» DATA SECTION:

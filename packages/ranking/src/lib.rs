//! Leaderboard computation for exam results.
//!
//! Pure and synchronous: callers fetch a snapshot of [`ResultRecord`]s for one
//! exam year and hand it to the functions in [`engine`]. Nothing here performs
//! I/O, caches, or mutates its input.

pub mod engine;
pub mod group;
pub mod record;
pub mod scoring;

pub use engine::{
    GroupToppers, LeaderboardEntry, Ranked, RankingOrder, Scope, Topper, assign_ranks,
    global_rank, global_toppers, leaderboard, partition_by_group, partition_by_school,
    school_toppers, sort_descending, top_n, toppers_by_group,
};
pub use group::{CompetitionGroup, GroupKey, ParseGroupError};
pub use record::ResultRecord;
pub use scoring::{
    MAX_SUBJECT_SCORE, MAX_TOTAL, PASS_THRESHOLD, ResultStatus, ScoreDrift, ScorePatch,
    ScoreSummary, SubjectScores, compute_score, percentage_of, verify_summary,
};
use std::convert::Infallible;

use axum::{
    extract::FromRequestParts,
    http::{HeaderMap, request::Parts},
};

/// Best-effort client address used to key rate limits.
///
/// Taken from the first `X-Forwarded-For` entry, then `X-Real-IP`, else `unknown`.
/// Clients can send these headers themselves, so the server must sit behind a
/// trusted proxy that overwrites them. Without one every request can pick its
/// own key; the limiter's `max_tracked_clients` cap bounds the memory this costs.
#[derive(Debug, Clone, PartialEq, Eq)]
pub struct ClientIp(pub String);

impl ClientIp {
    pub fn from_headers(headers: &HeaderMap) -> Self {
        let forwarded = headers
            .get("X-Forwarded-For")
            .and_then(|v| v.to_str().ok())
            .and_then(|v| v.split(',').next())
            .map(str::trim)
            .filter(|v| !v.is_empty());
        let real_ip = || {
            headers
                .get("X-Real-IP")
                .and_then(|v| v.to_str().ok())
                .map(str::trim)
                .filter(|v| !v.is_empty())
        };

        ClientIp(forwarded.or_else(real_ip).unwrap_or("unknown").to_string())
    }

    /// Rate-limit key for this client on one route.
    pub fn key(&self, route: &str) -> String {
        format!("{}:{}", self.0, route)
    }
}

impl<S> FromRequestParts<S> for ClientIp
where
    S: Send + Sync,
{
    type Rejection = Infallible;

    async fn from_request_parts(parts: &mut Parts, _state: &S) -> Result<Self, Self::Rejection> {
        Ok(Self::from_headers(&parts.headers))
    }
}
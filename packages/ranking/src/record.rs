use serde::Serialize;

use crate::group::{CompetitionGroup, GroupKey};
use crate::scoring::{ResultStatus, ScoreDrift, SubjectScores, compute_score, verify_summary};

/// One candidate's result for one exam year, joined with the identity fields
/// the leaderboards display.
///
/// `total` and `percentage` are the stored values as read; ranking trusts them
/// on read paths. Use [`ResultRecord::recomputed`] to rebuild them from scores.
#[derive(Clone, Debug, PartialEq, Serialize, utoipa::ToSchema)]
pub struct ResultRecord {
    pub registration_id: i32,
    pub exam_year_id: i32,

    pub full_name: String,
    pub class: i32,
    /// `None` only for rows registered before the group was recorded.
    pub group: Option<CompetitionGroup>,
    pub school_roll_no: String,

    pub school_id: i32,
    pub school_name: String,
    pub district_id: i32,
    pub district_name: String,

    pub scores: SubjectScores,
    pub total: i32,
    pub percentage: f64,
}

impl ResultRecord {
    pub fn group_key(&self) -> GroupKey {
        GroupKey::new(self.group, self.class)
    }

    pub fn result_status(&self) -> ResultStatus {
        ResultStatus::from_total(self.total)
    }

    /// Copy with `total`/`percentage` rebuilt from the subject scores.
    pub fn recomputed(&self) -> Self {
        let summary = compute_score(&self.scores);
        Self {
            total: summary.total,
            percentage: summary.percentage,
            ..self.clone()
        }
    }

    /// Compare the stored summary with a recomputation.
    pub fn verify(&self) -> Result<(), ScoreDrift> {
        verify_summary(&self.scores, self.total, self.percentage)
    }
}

» INSTRUCTIONS TO FOLLOW:
Only the number is needed: state how many lines in the listing contain "ResultRecord".

» WRITTEN REPLY:
5